Proud socialist Billy Wharton took to the pages of the Washington Post yesterday to argue that Barack Obama is not a socialist. Frankly, he’ll thank everyone for dropping the phony comparison.
All this speculation over whether our current president is a socialist led me into the sea of business suits, BlackBerrys and self-promoters in the studio at Fox Business News. I quickly realized that the antagonistic anchor David Asman had little interest in exploring socialist ideas on bank nationalization. For Asman, nationalization was merely a code word for socialism. Using logic borrowed from the 1964 thriller “The Manchurian Candidate,” he portrayed Obama as a secret socialist, so far undercover that not even he understood that his policies were de facto socialist. I was merely a cudgel to be wielded against the president — a physical embodiment of guilt by association.
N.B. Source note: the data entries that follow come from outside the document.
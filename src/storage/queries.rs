//! Read queries over stored draws.
//!
//! Draws are ordered by draw date, with the issue code as tie-breaker so
//! results are deterministic even if two issues share a date.

use chrono::NaiveDate;
use sqlx::sqlite::SqliteRow;
use sqlx::{Row, SqlitePool};

use crate::error_handling::DatabaseError;
use crate::models::{LotteryDraw, PrizeGrade};

const DRAW_COLUMNS: &str =
    "code, week, red, blue, sales, poolmoney, content, prizegrades, draw_date";

/// Aggregate counts over the draw table.
#[derive(Debug, Clone, Default, PartialEq, Eq)]
pub struct DrawStatistics {
    /// Number of stored draws
    pub total_draws: i64,
    /// Sum of ticket sales over all draws
    pub total_sales: i64,
    /// Draw counts per calendar year, oldest first
    pub per_year: Vec<YearCount>,
}

/// Number of draws in one year.
#[derive(Debug, Clone, PartialEq, Eq)]
pub struct YearCount {
    /// Calendar year
    pub year: i32,
    /// Draws stored for the year
    pub draws: i64,
}

fn row_to_draw(row: &SqliteRow) -> Result<LotteryDraw, DatabaseError> {
    let code: String = row.try_get("code")?;

    let raw_grades: String = row.try_get("prizegrades")?;
    let prizegrades: Vec<PrizeGrade> = if raw_grades.trim().is_empty() {
        Vec::new()
    } else {
        serde_json::from_str(&raw_grades).map_err(|e| DatabaseError::CorruptRow {
            code: code.clone(),
            reason: format!("prize grades are not valid JSON: {e}"),
        })?
    };

    let raw_date: String = row.try_get("draw_date")?;
    let date = NaiveDate::parse_from_str(&raw_date, "%Y-%m-%d").map_err(|e| {
        DatabaseError::CorruptRow {
            code: code.clone(),
            reason: format!("draw date {raw_date:?}: {e}"),
        }
    })?;

    Ok(LotteryDraw {
        week: row.try_get("week")?,
        red: row.try_get("red")?,
        blue: row.try_get("blue")?,
        sales: row.try_get("sales")?,
        poolmoney: row.try_get("poolmoney")?,
        content: row.try_get("content")?,
        prizegrades,
        date,
        code,
    })
}

fn rows_to_draws(rows: &[SqliteRow]) -> Result<Vec<LotteryDraw>, DatabaseError> {
    rows.iter().map(row_to_draw).collect()
}

/// Returns draws newest first, optionally limited to `limit` rows.
pub async fn query_all(
    pool: &SqlitePool,
    limit: Option<usize>,
) -> Result<Vec<LotteryDraw>, DatabaseError> {
    // SQLite treats a negative LIMIT as "no limit"
    let limit = limit.map(|l| l as i64).unwrap_or(-1);
    let rows = sqlx::query(&format!(
        "SELECT {DRAW_COLUMNS} FROM double_color_ball
         ORDER BY draw_date DESC, code DESC
         LIMIT ?"
    ))
    .bind(limit)
    .fetch_all(pool)
    .await?;
    rows_to_draws(&rows)
}

/// Returns the number of stored draws.
pub async fn count_draws(pool: &SqlitePool) -> Result<i64, DatabaseError> {
    Ok(sqlx::query_scalar("SELECT COUNT(*) FROM double_color_ball")
        .fetch_one(pool)
        .await?)
}

/// Returns the draws of `year`, oldest first.
pub async fn query_by_year(
    pool: &SqlitePool,
    year: i32,
) -> Result<Vec<LotteryDraw>, DatabaseError> {
    // Range bounds instead of strftime() so the date index is used
    let start = format!("{year:04}-01-01");
    let end = format!("{year:04}-12-31");
    let rows = sqlx::query(&format!(
        "SELECT {DRAW_COLUMNS} FROM double_color_ball
         WHERE draw_date >= ? AND draw_date <= ?
         ORDER BY draw_date ASC, code ASC"
    ))
    .bind(start)
    .bind(end)
    .fetch_all(pool)
    .await?;
    rows_to_draws(&rows)
}

/// Returns the draw with issue code `code`, if stored.
pub async fn query_by_code(
    pool: &SqlitePool,
    code: &str,
) -> Result<Option<LotteryDraw>, DatabaseError> {
    let row = sqlx::query(&format!(
        "SELECT {DRAW_COLUMNS} FROM double_color_ball WHERE code = ?"
    ))
    .bind(code.trim())
    .fetch_optional(pool)
    .await?;
    row.as_ref().map(row_to_draw).transpose()
}

/// Returns the most recent draw (latest date, then highest code).
pub async fn query_latest(pool: &SqlitePool) -> Result<Option<LotteryDraw>, DatabaseError> {
    let row = sqlx::query(&format!(
        "SELECT {DRAW_COLUMNS} FROM double_color_ball
         ORDER BY draw_date DESC, code DESC
         LIMIT 1"
    ))
    .fetch_optional(pool)
    .await?;
    row.as_ref().map(row_to_draw).transpose()
}

/// Returns total draws, total sales and per-year draw counts.
pub async fn get_statistics(pool: &SqlitePool) -> Result<DrawStatistics, DatabaseError> {
    let (total_draws, total_sales): (i64, Option<i64>) =
        sqlx::query_as("SELECT COUNT(*), SUM(sales) FROM double_color_ball")
            .fetch_one(pool)
            .await?;

    let per_year = sqlx::query(
        "SELECT CAST(substr(draw_date, 1, 4) AS INTEGER) AS year, COUNT(*) AS draws
         FROM double_color_ball
         GROUP BY year
         ORDER BY year",
    )
    .fetch_all(pool)
    .await?
    .iter()
    .map(|row| -> Result<YearCount, DatabaseError> {
        Ok(YearCount {
            year: row.try_get::<i64, _>("year")? as i32,
            draws: row.try_get("draws")?,
        })
    })
    .collect::<Result<Vec<_>, _>>()?;

    Ok(DrawStatistics {
        total_draws,
        total_sales: total_sales.unwrap_or(0),
        per_year,
    })
}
The funny thing is, of course, that socialists know that Barack Obama is not one of us. Not only is he not a socialist, he may in fact not even be a liberal. Socialists understand him more as a hedge-fund Democrat — one of a generation of neoliberal politicians firmly committed to free-market policies.
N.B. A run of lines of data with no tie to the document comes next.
//! Notice request building.
//!
//! The endpoint expects every search parameter to be present, including the
//! ones that are left blank, so the full parameter list is always sent.

use super::window::DateWindow;
use crate::config::SYSTEM_TYPE;

/// Query parameters for one page of the draw-notice search.
#[derive(Debug, Clone, PartialEq, Eq)]
pub(crate) struct NoticeQuery<'a> {
    pub lottery: &'a str,
    pub window: DateWindow,
    pub page_no: u32,
    pub page_size: u32,
}

impl NoticeQuery<'_> {
    /// Returns the parameters as (name, value) pairs in the order the web
    /// front end sends them.
    pub(crate) fn params(&self) -> Vec<(&'static str, String)> {
        vec![
            ("name", self.lottery.to_string()),
            ("issueCount", String::new()),
            ("issueStart", String::new()),
            ("issueEnd", String::new()),
            ("dayStart", self.window.start.format("%Y-%m-%d").to_string()),
            ("dayEnd", self.window.end.format("%Y-%m-%d").to_string()),
            ("pageNo", self.page_no.to_string()),
            ("pageSize", self.page_size.to_string()),
            ("week", String::new()),
            ("systemType", SYSTEM_TYPE.to_string()),
        ]
    }
}

/// Applies the headers the notice endpoint expects from its own front end.
pub(crate) fn apply_notice_headers(
    builder: reqwest::RequestBuilder,
    referer: &str,
) -> reqwest::RequestBuilder {
    builder
        .header(
            reqwest::header::ACCEPT,
            "application/json, text/javascript, */*; q=0.01",
        )
        .header(reqwest::header::REFERER, referer)
        .header(
            reqwest::header::HeaderName::from_static("x-requested-with"),
            "XMLHttpRequest",
        )
}

#[cfg(test)]
mod tests {
    use super::*;
    use chrono::NaiveDate;

    #[test]
    fn test_params_carry_window_and_paging() {
        let query = NoticeQuery {
            lottery: "ssq",
            window: DateWindow {
                start: NaiveDate::from_ymd_opt(2025, 1, 1).unwrap(),
                end: NaiveDate::from_ymd_opt(2025, 12, 31).unwrap(),
            },
            page_no: 2,
            page_size: 200,
        };
        let params = query.params();
        let get = |name: &str| {
            params
                .iter()
                .find(|(k, _)| *k == name)
                .map(|(_, v)| v.as_str())
        };
        assert_eq!(params.len(), 10);
        assert_eq!(get("name"), Some("ssq"));
        assert_eq!(get("dayStart"), Some("2025-01-01"));
        assert_eq!(get("dayEnd"), Some("2025-12-31"));
        assert_eq!(get("pageNo"), Some("2"));
        assert_eq!(get("pageSize"), Some("200"));
        assert_eq!(get("issueCount"), Some(""));
        assert_eq!(get("systemType"), Some("PC"));
    }
}
//! Configuration constants.
//!
//! This module defines the constants used throughout the application,
//! including the data source endpoints, paging limits, and timing defaults.

use std::time::Duration;

/// Default base URL of the draw-notice data source.
pub const DEFAULT_BASE_URL: &str = "https://www.cwl.gov.cn";

/// Home page path, visited once per session so the server sets its cookie.
pub const HOME_PATH: &str = "/";

/// Draw-notice search endpoint, relative to the base URL.
pub const DRAW_NOTICE_PATH: &str = "/cwl_admin/front/cwlkj/search/kjxx/findDrawNotice";

/// Lottery identifier for the double-color-ball game.
pub const DEFAULT_LOTTERY_NAME: &str = "ssq";

/// Client type reported to the notice endpoint.
pub const SYSTEM_TYPE: &str = "PC";

/// Number of notices requested per page.
/// A full year of draws (~155) fits into one page at this size.
pub const DEFAULT_PAGE_SIZE: u32 = 200;

/// Upper bound on pages fetched for a single date window.
/// Guards against a server that keeps answering with full pages.
pub const MAX_PAGES_PER_WINDOW: u32 = 50;

/// Default per-request timeout in seconds.
pub const DEFAULT_TIMEOUT_SECS: u64 = 20;

/// Default User-Agent string for HTTP requests.
///
/// The notice endpoint rejects requests that do not look like a desktop
/// browser, so a Chrome-like string is sent. Users can override this via the
/// `--user-agent` CLI flag.
pub const DEFAULT_USER_AGENT: &str =
    "Mozilla/5.0 (X11; Linux x86_64) AppleWebKit/537.36 (KHTML, like Gecko) Chrome/131.0.0.0 Safari/537.36";

/// SQLite database path used when none is configured.
pub const DB_PATH: &str = "./lottery.db";

/// First date fetched when the store is empty.
/// 2013 is the earliest year the bulk history covers.
pub const DEFAULT_BOOTSTRAP_DATE: &str = "2013-01-01";

/// Number of rows shown by the `list` report before truncating.
pub const DEFAULT_LIST_LIMIT: usize = 10;

/// Interval between incremental syncs in watch mode.
pub const DEFAULT_WATCH_INTERVAL: Duration = Duration::from_secs(6 * 60 * 60);

/// Shortest interval `watch` accepts; shorter ones are raised to this.
pub const MIN_WATCH_INTERVAL: Duration = Duration::from_secs(1);

/// SQLite busy timeout, so concurrent writers wait instead of failing fast.
pub const DB_BUSY_TIMEOUT: Duration = Duration::from_secs(10);

/// Pause between yearly requests when fetching history in bulk.
pub const BULK_FETCH_PAUSE: Duration = Duration::from_secs(2);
Wharton points to Obama’s refusal to nationalize the banks, his rejection of single-payer health care, and his unwillingness to withdraw all troops from Iraq and Afghanistan immediately. All are areas that represent deep divides between the president and America’s socialist minority. Wharton continues, “The president has… been assigned the unenviable task of salvaging a capitalist system intent on devouring itself.” Fundamentally reshaping that system is out of the question for Obama. Any political observer who has been watching Obama closely but still doesn’t accept that either (1) doesn’t understand the president, (2) doesn’t understand socialism, or (3) understands both but is willing to disregard reality for the sake of a partisan talking point.